> _Task directions_:
Beginning with the first line of the data below, reproduce every line unchanged, ending with the line that holds "file name's extension.".

> _Data section_:
——————————

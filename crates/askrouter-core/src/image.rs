use anyhow::{anyhow, Result};
use std::fmt;
use std::path::Path;

const FALLBACK_CONTENT_TYPE: &str = "application/octet-stream";

/// An image attached to a question, held in memory until it is sent
#[derive(Clone, PartialEq, Eq)]
pub struct ImageAttachment {
    file_name: String,
    content_type: String,
    bytes: Vec<u8>,
}

impl ImageAttachment {
    /// Content type is guessed from the file name's extension.
    pub fn new(file_name: impl Into<String>, bytes: Vec<u8>) -> Self {
        let file_name = file_name.into();
        let content_type = mime_guess::from_path(&file_name)
            .first_raw()
            .unwrap_or(FALLBACK_CONTENT_TYPE)
            .to_string();

        Self {
            file_name,
            content_type,
            bytes,
        }
    }

    pub fn with_content_type(mut self, content_type: impl Into<String>) -> Self {
        self.content_type = content_type.into();
        self
    }

    pub async fn from_path(path: &Path) -> Result<Self> {
        let file_name = path
            .file_name()
            .and_then(|name| name.to_str())
            .ok_or_else(|| anyhow!("Not a file path: {}", path.display()))?
            .to_string();

        let bytes = tokio::fs::read(path)
            .await
            .map_err(|e| anyhow!("Failed to read image {}: {}", path.display(), e))?;

        Ok(Self::new(file_name, bytes))
    }

    pub fn file_name(&self) -> &str {
        &self.file_name
    }

    pub fn content_type(&self) -> &str {
        &self.content_type
    }

    pub fn bytes(&self) -> &[u8] {
        &self.bytes
    }

    pub fn len(&self) -> usize {
        self.bytes.len()
    }

    pub fn is_empty(&self) -> bool {
        self.bytes.is_empty()
    }
}

impl fmt::Debug for ImageAttachment {
    fn fmt(&self, f: &mut fmt::Formatter<'_>) -> fmt::Result {
        f.debug_struct("ImageAttachment")
            .field("file_name", &self.file_name)
            .field("content_type", &self.content_type)
            .field("len", &self.bytes.len())
            .finish()
    }
}
use std::path::PathBuf;

use anyhow::{anyhow, Result};
use askrouter_core::{
    Config, DataUrlPreview, HttpGateway, ImageAttachment, Orchestrator, SubmissionStore,
    SubmitOutcome,
};
use clap::{Parser, Subcommand};
use tracing_subscriber::{layer::SubscriberExt, util::SubscriberInitExt, EnvFilter};

mod handler;
mod ui;

#[derive(Parser)]
#[command(name = "askrouter")]
#[command(about = "Ask questions and let the router pick the agent that answers", version)]
struct Cli {
    /// Base URL of the agent backend
    #[arg(long, global = true, env = "ASKROUTER_API_URL")]
    api_url: Option<String>,

    #[command(subcommand)]
    command: Commands,
}

#[derive(Subcommand)]
enum Commands {
    /// Ask a single question
    Ask {
        /// Your question
        question: String,
        /// Image to attach
        #[arg(short, long)]
        image: Option<PathBuf>,
        /// Refuse to submit without an attached image
        #[arg(long)]
        require_image: bool,
    },
    /// Start an interactive session
    Chat,
    /// Check that the backend is reachable
    Health,
    /// Show the backend URL in use and where it came from
    Config,
}

#[tokio::main]
async fn main() -> Result<()> {
    tracing_subscriber::registry()
        .with(EnvFilter::try_from_default_env().unwrap_or_else(|_| EnvFilter::new("warn")))
        .with(tracing_subscriber::fmt::layer().with_writer(std::io::stderr))
        .init();

    let cli = Cli::parse();
    let config = Config::resolve(cli.api_url.as_deref());
    tracing::debug!(base_url = %config.base_url, source = %config.source, "resolved backend");

    match cli.command {
        Commands::Ask {
            question,
            image,
            require_image,
        } => ask(&config, question, image, require_image).await?,
        Commands::Chat => {
            let orchestrator =
                Orchestrator::new(SubmissionStore::new(), HttpGateway::from_config(&config));
            handler::run_chat(&orchestrator).await?
        }
        Commands::Health => health(&config).await?,
        Commands::Config => ui::print_config(&config),
    }

    Ok(())
}

async fn ask(
    config: &Config,
    question: String,
    image: Option<PathBuf>,
    require_image: bool,
) -> Result<()> {
    let store = SubmissionStore::new();
    store.set_question_text(question);

    if let Some(path) = image {
        let image = ImageAttachment::from_path(&path).await?;
        store.set_attached_image(Some(image), &DataUrlPreview).await?;
    }

    let orchestrator = Orchestrator::new(store, HttpGateway::from_config(config))
        .with_image_required(require_image);

    ui::print_thinking(orchestrator.store().attached_file_name().as_deref());
    match orchestrator.submit().await? {
        SubmitOutcome::Answered(answer) => {
            ui::print_answer(&answer);
            Ok(())
        }
        other => Err(anyhow!(other.message().unwrap_or("Failed to get answer").to_string())),
    }
}

async fn health(config: &Config) -> Result<()> {
    let gateway = HttpGateway::from_config(config);
    let status = gateway
        .health()
        .await
        .map_err(|e| anyhow!("Backend at {} is unreachable: {}", gateway.base_url(), e))?;
    ui::print_health(gateway.base_url(), &status);
    Ok(())
}
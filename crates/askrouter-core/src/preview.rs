//! Renderable previews for attached images.

use anyhow::Result;
use async_trait::async_trait;
use base64::{engine::general_purpose::STANDARD, Engine};

use crate::image::ImageAttachment;

/// Turns an attached image into something a front end can display
#[async_trait]
pub trait PreviewRenderer: Send + Sync {
    async fn render(&self, image: &ImageAttachment) -> Result<String>;
}

/// Renders previews as `data:` URLs
#[derive(Debug, Clone, Copy, Default)]
pub struct DataUrlPreview;

#[async_trait]
impl PreviewRenderer for DataUrlPreview {
    async fn render(&self, image: &ImageAttachment) -> Result<String> {
        Ok(data_url(image))
    }
}

pub fn data_url(image: &ImageAttachment) -> String {
    format!(
        "data:{};base64,{}",
        image.content_type(),
        STANDARD.encode(image.bytes())
    )
}
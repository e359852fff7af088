pub mod agent;
pub mod answer;
pub mod config;
pub mod gateway;
pub mod http;
pub mod image;
pub mod orchestrator;
pub mod preview;
pub mod state;

// Re-export main types for convenience
pub use agent::{AgentKind, RouterDecision};
pub use answer::{AnswerResult, TokenUsage};
pub use config::{Config, UrlSource};
pub use gateway::{AgentGateway, GatewayError};
pub use http::{HealthStatus, HttpGateway};
pub use image::ImageAttachment;
pub use orchestrator::{Orchestrator, SubmitError, SubmitOutcome, REJECTION_MESSAGE};
pub use preview::{DataUrlPreview, PreviewRenderer};
pub use state::{StateError, SubmissionState, SubmissionStatus, SubmissionStore};
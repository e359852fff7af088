use std::io::{self, Write};

use askrouter_core::{AnswerResult, Config, HealthStatus, SubmissionState, SubmitOutcome};
use colored::*;
use tokio::sync::watch;

pub fn print_thinking(file_name: Option<&str>) {
    match file_name {
        Some(name) => println!("{} {}", "🤖 Routing question with".dimmed(), name.cyan()),
        None => println!("{}", "🤖 Routing question...".dimmed()),
    }
}

pub fn print_answer(answer: &AnswerResult) {
    println!("\n{}", "Answer:".bold().green());
    println!("{}", answer.answer);

    let usage = answer.usage;
    if usage.total_tokens > 0 {
        println!(
            "\n{}",
            format!(
                "tokens: {} in / {} out / {} total",
                usage.input_tokens, usage.output_tokens, usage.total_tokens
            )
            .dimmed()
        );
    }
    if let Some(pages) = answer.pages_processed {
        println!("{}", format!("pages processed: {}", pages).dimmed());
    }
}

pub fn print_outcome(outcome: &SubmitOutcome) {
    match outcome {
        SubmitOutcome::Answered(answer) => print_answer(answer),
        SubmitOutcome::Rejected(message) => println!("{}", message.yellow()),
        SubmitOutcome::Failed(message) | SubmitOutcome::Invalid(message) => print_error(message),
    }
}

pub fn print_error(message: &str) {
    println!("{} {}", "Error:".bold().red(), message);
}

pub fn print_attached(file_name: &str, preview_len: Option<usize>) {
    match preview_len {
        Some(len) => println!("📎 {} {}", file_name.cyan(), format!("(preview {} bytes)", len).dimmed()),
        None => println!("📎 {}", file_name.cyan()),
    }
}

pub fn print_chat_help() {
    println!("{}", "💬 Ask anything. Commands:".bold().blue());
    println!("  {}  attach an image", "/image <path>".bold());
    println!("  {}         remove the attached image", "/clear".bold());
    println!("  {}          show this help", "/help".bold());
    println!("  {}          exit", "/quit".bold());
}

pub fn print_prompt(state: &SubmissionState) -> io::Result<()> {
    match state.attached_file_name() {
        Some(name) => print!("{} {} ", format!("[{}]", name).cyan(), ">".bold()),
        None => print!("{} ", ">".bold()),
    }
    io::stdout().flush()
}

pub fn print_config(config: &Config) {
    println!("{} {}", "Backend:".bold(), config.base_url.green());
    println!("{} {}", "Source:".bold(), config.source.to_string().dimmed());
}

pub fn print_health(base_url: &str, status: &HealthStatus) {
    if status.is_healthy() {
        println!("{} {}", "✓".green(), format!("{} is healthy", base_url));
    } else {
        println!("{} {} reported '{}'", "⚠".yellow(), base_url, status.status);
    }
}

/// Print a progress line each time a submission starts
pub async fn watch_progress(mut rx: watch::Receiver<SubmissionState>) {
    let mut was_loading = rx.borrow().is_loading;
    while rx.changed().await.is_ok() {
        let loading = rx.borrow_and_update().is_loading;
        if loading && !was_loading {
            println!("{}", "Thinking...".dimmed());
        }
        was_loading = loading;
    }
}
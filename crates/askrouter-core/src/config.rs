use std::fmt;

pub const DEFAULT_API_URL: &str = "http://localhost:8000";
pub const API_URL_ENV: &str = "ASKROUTER_API_URL";

/// Value of `ASKROUTER_API_URL` when the crate was compiled
const BUILD_TIME_API_URL: Option<&str> = option_env!("ASKROUTER_API_URL");

/// Where the base URL came from
#[derive(Debug, Clone, Copy, PartialEq, Eq)]
pub enum UrlSource {
    Runtime,
    BuildTime,
    Default,
}

impl fmt::Display for UrlSource {
    fn fmt(&self, f: &mut fmt::Formatter<'_>) -> fmt::Result {
        let name = match self {
            UrlSource::Runtime => "runtime",
            UrlSource::BuildTime => "build-time",
            UrlSource::Default => "default",
        };
        f.write_str(name)
    }
}

#[derive(Debug, Clone, PartialEq, Eq)]
pub struct Config {
    pub base_url: String,
    pub source: UrlSource,
}

impl Config {
    /// Resolve the base URL: a runtime value wins over the build-time
    /// value, which wins over the local default. Blank values are skipped.
    pub fn resolve(runtime: Option<&str>) -> Self {
        Self::resolve_with(runtime, BUILD_TIME_API_URL)
    }

    /// Resolve using `ASKROUTER_API_URL` from the process environment as the
    /// runtime value.
    pub fn from_env() -> Self {
        let runtime = std::env::var(API_URL_ENV).ok();
        Self::resolve(runtime.as_deref())
    }

    fn resolve_with(runtime: Option<&str>, build_time: Option<&str>) -> Self {
        let candidates = [
            (runtime, UrlSource::Runtime),
            (build_time, UrlSource::BuildTime),
        ];

        candidates
            .into_iter()
            .find_map(|(value, source)| {
                let value = value?.trim().trim_end_matches('/');
                (!value.is_empty()).then(|| Self {
                    base_url: value.to_string(),
                    source,
                })
            })
            .unwrap_or_else(|| Self {
                base_url: DEFAULT_API_URL.to_string(),
                source: UrlSource::Default,
            })
    }
}
//! services/api/src/web/middleware.rs
//!
//! Identity middleware for the user-facing routes.
//!
//! Authentication itself is a collaborator of this service: the identity
//! layer in front of it (gateway/session service) verifies credentials and
//! forwards the authenticated user id in the `x-user-id` header. This
//! middleware only consumes that trusted identifier.

use axum::{
    extract::Request,
    http::StatusCode,
    middleware::Next,
    response::Response,
};
use uuid::Uuid;

/// The authenticated user for the current request, pulled from extensions
/// by handlers.
#[derive(Debug, Clone, Copy)]
pub struct AuthedUser(pub Uuid);

/// Middleware that extracts the authenticated user id from the
/// `x-user-id` header.
///
/// If present and well-formed, inserts an `AuthedUser` into request
/// extensions for handlers to use. Otherwise returns 401 Unauthorized.
pub async fn require_user(mut req: Request, next: Next) -> Result<Response, StatusCode> {
    // 1. Extract the forwarded identity header
    let user_id_str = req
        .headers()
        .get("x-user-id")
        .and_then(|v| v.to_str().ok())
        .ok_or(StatusCode::UNAUTHORIZED)?;

    // 2. Parse it as a user id
    let user_id = Uuid::parse_str(user_id_str).map_err(|_| StatusCode::UNAUTHORIZED)?;

    // 3. Insert it into request extensions
    req.extensions_mut().insert(AuthedUser(user_id));

    // 4. Continue to the handler
    Ok(next.run(req).await)
}
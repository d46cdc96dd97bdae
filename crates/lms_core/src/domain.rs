//! crates/lms_core/src/domain.rs
//!
//! Defines the pure, core data structures for the enrollment, progress
//! and purchase flows. These structs are independent of any database or
//! serialization format; all defaults are made explicit at construction.

use chrono::{DateTime, Utc};
use uuid::Uuid;

/// External read model of a course. Owned by the course-authoring side of
/// the platform; this core only references it by id.
#[derive(Debug, Clone)]
pub struct Course {
    pub id: Uuid,
    pub price: f64,
    /// Ordered list of lecture ids; the order is externally assigned.
    pub lecture_ids: Vec<Uuid>,
    pub is_published: bool,
}

impl Course {
    pub fn total_lectures(&self) -> usize {
        self.lecture_ids.len()
    }
}

/// Durable grant of access from a user to a course. At most one per
/// (user, course) pair; created only by purchase fulfillment.
#[derive(Debug, Clone)]
pub struct Enrollment {
    pub user_id: Uuid,
    pub course_id: Uuid,
    pub created_at: DateTime<Utc>,
}

/// Outcome of an enrollment attempt. `created == false` means the pair
/// was already enrolled and nothing was modified.
#[derive(Debug, Clone, Copy, PartialEq, Eq)]
pub struct EnrollOutcome {
    pub created: bool,
}

/// Per-lecture completion and watch-time record, owned by a
/// `CourseProgress` and not independently addressable.
#[derive(Debug, Clone)]
pub struct LectureProgress {
    pub lecture_id: Uuid,
    pub is_completed: bool,
    /// Seconds watched; never decreases in normal operation.
    pub watch_time_secs: f64,
    pub last_watched: DateTime<Utc>,
}

impl LectureProgress {
    /// A fresh entry for a lecture the user has just touched.
    pub fn new(
        lecture_id: Uuid,
        is_completed: bool,
        watch_time_secs: f64,
        now: DateTime<Utc>,
    ) -> Self {
        Self {
            lecture_id,
            is_completed,
            watch_time_secs,
            last_watched: now,
        }
    }
}

/// A user's progress through one course. Created lazily on the first
/// progress-touching call; enrollment alone never creates one.
#[derive(Debug, Clone)]
pub struct CourseProgress {
    pub user_id: Uuid,
    pub course_id: Uuid,
    /// One entry per lecture the user has interacted with. The set is not
    /// pre-populated with every course lecture.
    pub lectures: Vec<LectureProgress>,
    /// Derived: round(100 * completed / total lectures), clamped to 0..=100.
    pub completion_percentage: u8,
    /// Derived: true iff `completion_percentage == 100` and the course has
    /// at least one lecture.
    pub is_completed: bool,
    pub last_accessed: DateTime<Utc>,
    pub created_at: DateTime<Utc>,
}

impl CourseProgress {
    /// An empty progress record, as created on first touch.
    pub fn empty(user_id: Uuid, course_id: Uuid, now: DateTime<Utc>) -> Self {
        Self {
            user_id,
            course_id,
            lectures: Vec::new(),
            completion_percentage: 0,
            is_completed: false,
            last_accessed: now,
            created_at: now,
        }
    }

    pub fn entry(&self, lecture_id: Uuid) -> Option<&LectureProgress> {
        self.lectures.iter().find(|lp| lp.lecture_id == lecture_id)
    }
}

/// Lifecycle of a purchase. `Completed` and `Failed` are terminal.
#[derive(Debug, Clone, Copy, PartialEq, Eq)]
pub enum PurchaseStatus {
    Pending,
    Completed,
    Failed,
}

impl PurchaseStatus {
    pub fn as_str(&self) -> &'static str {
        match self {
            PurchaseStatus::Pending => "pending",
            PurchaseStatus::Completed => "completed",
            PurchaseStatus::Failed => "failed",
        }
    }
}

impl std::str::FromStr for PurchaseStatus {
    type Err = String;

    fn from_str(s: &str) -> Result<Self, Self::Err> {
        match s {
            "pending" => Ok(PurchaseStatus::Pending),
            "completed" => Ok(PurchaseStatus::Completed),
            "failed" => Ok(PurchaseStatus::Failed),
            other => Err(format!("unknown purchase status '{}'", other)),
        }
    }
}

/// A single purchase of a course by a user.
///
/// `amount` is the course price snapshot taken at initiation; on
/// completion it is overwritten with the amount actually settled by the
/// payment provider. The course's own price is never touched.
#[derive(Debug, Clone)]
pub struct Purchase {
    pub id: Uuid,
    pub user_id: Uuid,
    pub course_id: Uuid,
    pub amount: f64,
    pub status: PurchaseStatus,
    /// Opaque identifier correlating the payment-provider transaction to
    /// this record (e.g. a checkout session id).
    pub payment_reference: String,
    pub failure_reason: Option<String>,
    pub created_at: DateTime<Utc>,
    pub updated_at: DateTime<Utc>,
}

impl Purchase {
    /// A new pending purchase carrying the price snapshot.
    pub fn pending(
        user_id: Uuid,
        course_id: Uuid,
        amount: f64,
        payment_reference: String,
        now: DateTime<Utc>,
    ) -> Self {
        Self {
            id: Uuid::new_v4(),
            user_id,
            course_id,
            amount,
            status: PurchaseStatus::Pending,
            payment_reference,
            failure_reason: None,
            created_at: now,
            updated_at: now,
        }
    }
}

/// What a `fulfill` call observed and did.
#[derive(Debug, Clone)]
pub struct FulfillmentResult {
    pub purchase: Purchase,
    /// False when the purchase was already completed (webhook replay);
    /// no side effects were re-applied in that case.
    pub newly_fulfilled: bool,
    /// Whether this fulfillment created the enrollment (false on replay
    /// or when the user was already enrolled).
    pub enrollment_created: bool,
}
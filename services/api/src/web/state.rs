//! services/api/src/web/state.rs
//!
//! Defines the application's shared state.

use lms_core::{EnrollmentLedger, ProgressTracker, PurchaseFulfillment};
use std::sync::Arc;

/// The shared application state, created once at startup and passed to all handlers.
#[derive(Clone)]
pub struct AppState {
    pub ledger: Arc<EnrollmentLedger>,
    pub tracker: Arc<ProgressTracker>,
    pub fulfillment: Arc<PurchaseFulfillment>,
}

——————————

> _Solution_:
filename crates/askrouter-core/src/image.rs
use anyhow::{anyhow, Result};
use std::fmt;
use std::path::Path;

const FALLBACK_CONTENT_TYPE: &str = "application/octet-stream";

/// An image attached to a question, held in memory until it is sent
#[derive(Clone, PartialEq, Eq)]
pub struct ImageAttachment {
    file_name: String,
    content_type: String,
    bytes: Vec<u8>,
}

impl ImageAttachment {
    /// Content type is guessed from the file name's extension.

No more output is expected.